Apprendre qu’elle a le sida est pour Malini une nouvelle
affliction qui s’ajoute à la série d’épreuves à laquelle elle doit faire face. Quelque temps auparavant, souffrant de diabète, elle s’était fait amputer la jambe gauche.
Le sort semble s’acharner contre elle. Pour une raison qu’elle ne veut pas révéler, Malini se retrouve en prison. C’est là-bas que les tests de dépistage sont effectués. Elle apprend la triste vérité et c’est le désespoir qui l’envahit.
Quelque temps après, elle sort de prison. Certaine - et cette certitude la tourmente - que c’est son mari qui « l’a empoisonnée», elle le quitte au bout de quatre ans de mariage - un mariage de convenance :«Je n’ai aujourd’hui plus de ses nouvelles».

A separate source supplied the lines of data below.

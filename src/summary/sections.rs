//! Confirmation page sections.
//!
//! [`StandardSummary`] builds the ordinary per-step sections; [`add_loop_sections`]
//! splices one section per loop step into that list at the position the loop
//! step holds in the wizard's declaration order.

use serde::Serialize;
use serde_json::Value;

use super::format::apply_transform;
use crate::config::{omitted_from_summary, LoopConfig, SectionField, WizardConfig};
use crate::session::{is_blank, read_items, SessionStore, StoredItem};
use crate::translate::Translator;
use crate::utils::paths::section_key;

/// One row of a section: a labelled value with a link back to its step.
#[derive(Debug, Clone, PartialEq, Serialize)]
#[serde(rename_all = "camelCase")]
pub struct SummaryField {
    pub field: String,
    pub value: Value,
    pub step: String,
    pub label: String,
    pub change_link_description: String,
}

/// Separator placed between consecutive loop items.
#[derive(Debug, Clone, Copy, PartialEq, Serialize)]
pub struct Spacer {
    pub spacer: bool,
}

#[derive(Debug, Clone, PartialEq, Serialize)]
#[serde(untagged)]
pub enum SectionRow {
    Field(SummaryField),
    Spacer(Spacer),
}

impl SectionRow {
    pub fn spacer() -> Self {
        SectionRow::Spacer(Spacer { spacer: true })
    }

    pub fn is_spacer(&self) -> bool {
        matches!(self, SectionRow::Spacer(_))
    }

    pub fn as_field(&self) -> Option<&SummaryField> {
        match self {
            SectionRow::Field(field) => Some(field),
            SectionRow::Spacer(_) => None,
        }
    }
}

#[derive(Debug, Clone, PartialEq, Serialize)]
pub struct Section {
    pub section: String,
    pub fields: Vec<SectionRow>,
}

/// Produces the ordinary (non-loop) sections of a confirmation page.
pub trait SectionSource {
    fn parse_sections(
        &self,
        wizard: &WizardConfig,
        session: &dyn SessionStore,
        translator: &dyn Translator,
    ) -> Vec<Section>;
}

/// Base section builder: one section per step (or per configured section),
/// listing the fields that hold a value. Loop fields are left to
/// [`add_loop_sections`].
#[derive(Debug, Clone, Copy, Default)]
pub struct StandardSummary;

impl SectionSource for StandardSummary {
    fn parse_sections(
        &self,
        wizard: &WizardConfig,
        session: &dyn SessionStore,
        translator: &dyn Translator,
    ) -> Vec<Section> {
        wizard
            .section_settings()
            .into_iter()
            .filter_map(|(key, entries)| {
                let fields: Vec<SectionRow> = entries
                    .iter()
                    .filter_map(|entry| {
                        let step = wizard.step_for_field(&entry.field)?;
                        let value = session.get(&entry.field).filter(|v| !is_blank(v))?;
                        let transform = entry.parse.as_ref().or_else(|| {
                            wizard
                                .fields
                                .get(&entry.field)
                                .and_then(|config| config.parse.as_ref())
                        });
                        Some(SectionRow::Field(summary_field(
                            &entry.field,
                            apply_transform(&value, transform),
                            step.to_string(),
                            translator,
                        )))
                    })
                    .collect();
                if fields.is_empty() {
                    return None;
                }
                Some(Section {
                    section: section_header(&key, translator),
                    fields,
                })
            })
            .collect()
    }
}

fn section_header(key: &str, translator: &dyn Translator) -> String {
    translator.translate_first(&[
        format!("pages.confirm.sections.{key}.header"),
        format!("pages.{key}.header"),
    ])
}

fn summary_field(
    field: &str,
    value: Value,
    step: String,
    translator: &dyn Translator,
) -> SummaryField {
    let label = translator.translate_first(&[
        format!("pages.confirm.fields.{field}.label"),
        format!("fields.{field}.summary"),
        format!("fields.{field}.label"),
        format!("fields.{field}.legend"),
    ]);
    let change_link_description = translator.translate_first(&[
        format!("pages.confirm.fields.{field}.changeLinkDescription"),
        format!("fields.{field}.changeLinkDescription"),
        format!("pages.confirm.fields.{field}.label"),
        format!("fields.{field}.summary"),
        format!("fields.{field}.label"),
        format!("fields.{field}.legend"),
    ]);
    SummaryField {
        field: field.to_string(),
        value,
        step,
        label,
        change_link_description,
    }
}

/// True when a section's first row links to the step at `key`.
fn is_displayed_section(key: &str, sections: &[Section]) -> bool {
    sections.iter().any(|section| {
        section
            .fields
            .first()
            .and_then(SectionRow::as_field)
            .map(|field| field.step == key)
            .unwrap_or(false)
    })
}

/// Inserts a section for every loop step that has something to show.
pub fn add_loop_sections(
    wizard: &WizardConfig,
    mut sections: Vec<Section>,
    session: &dyn SessionStore,
    translator: &dyn Translator,
) -> Vec<Section> {
    let mut found_sections = 0;
    for (key, step) in &wizard.steps {
        match &step.loop_config {
            Some(loop_config) => {
                let section = loop_section(wizard, key, loop_config, session, translator);
                if section.fields.is_empty() {
                    continue;
                }
                tracing::debug!(
                    step = %key,
                    rows = section.fields.len(),
                    "splicing loop section into summary"
                );
                let position = found_sections.min(sections.len());
                sections.insert(position, section);
                found_sections += 1;
            }
            None => {
                if is_displayed_section(key, &sections) {
                    found_sections += 1;
                }
            }
        }
    }
    sections
}

fn loop_section(
    wizard: &WizardConfig,
    path: &str,
    loop_config: &LoopConfig,
    session: &dyn SessionStore,
    translator: &dyn Translator,
) -> Section {
    let key = section_key(path);
    let store_key = loop_config
        .loop_data
        .store_key
        .clone()
        .unwrap_or_else(|| format!("{key}-items"));
    let entities = read_items(session, &store_key);
    let allowlist = wizard
        .sections
        .as_ref()
        .map(|sections| sections.get(&key).cloned().unwrap_or_default());
    let apply_spacer = loop_config.loop_data.summary.apply_spacer;

    let mut rows = Vec::new();
    for (id, entity) in entities.iter().enumerate() {
        let included = included_fields(wizard, allowlist.as_deref(), entity);
        for (position, field) in included.iter().enumerate() {
            if id > 0 && position == 0 && apply_spacer {
                rows.push(SectionRow::spacer());
            }
            let transform = allowlist
                .as_deref()
                .and_then(|entries| entries.iter().find(|entry| entry.field == *field))
                .and_then(|entry| entry.parse.as_ref())
                .or_else(|| {
                    wizard
                        .fields
                        .get(field.as_str())
                        .and_then(|config| config.parse.as_ref())
                });
            let sub_step = loop_config.owning_sub_step(field).unwrap_or_default();
            rows.push(SectionRow::Field(summary_field(
                field,
                apply_transform(&entity[field.as_str()], transform),
                format!("{path}/{sub_step}/{id}"),
                translator,
            )));
        }
    }

    Section {
        section: section_header(&key, translator),
        fields: rows,
    }
}

/// Fields of `entity` to show: the section's allowlist order when one is
/// configured, otherwise stored order minus fields omitted from summaries.
fn included_fields(
    wizard: &WizardConfig,
    allowlist: Option<&[SectionField]>,
    entity: &StoredItem,
) -> Vec<String> {
    match allowlist {
        Some(entries) => entries
            .iter()
            .filter(|entry| entity.contains_key(&entry.field))
            .map(|entry| entry.field.clone())
            .collect(),
        None => entity
            .keys()
            .filter(|field| !omitted_from_summary(&wizard.fields, field))
            .cloned()
            .collect(),
    }
}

«Nous faisons fréquemment des tests de dépistage dans les prisons. C’est moi qui ai annoncé à Malini qu’elle était séropositive», nous dit un médecin engagé dans la lutte contre le sida. «Un sidéen ou une sidéenne, c’est une personne atteinte de la maladie qui est à un stade avancé. La patiente, ou le patient, souffre alors de différents problèmes de santé : diverses formes de pneumonie ou encore de fréquentes fièvres. Dans le cas de Malini, elle est sous traitement et la maladie est sous contrôle», nous explique le médecin.
Pour sa part Malini dit :«On ne peut décrire la souffrance causée par ce mal. On a mal . On se sent dépérir mais j’ai résisté. Je me suis aussi sentie rongée par la honte», explique Malini.
«Tu portes la mort»
Comme l’épée de Damoclès, la mort la guette. Une descente aux enfers : «Au tout début, j’y pensais constamment. Dans ma tête, une voix me hantait: tu portes la mort». La malade se représente alors en esprit les souffrances d’une longue agonie jusqu’au jour de sa mort. Avec les symptômes physiques, les douleurs et les fièvres, elle ressent aussi de l’angoisse, s’apitoie sur son sort et déprime.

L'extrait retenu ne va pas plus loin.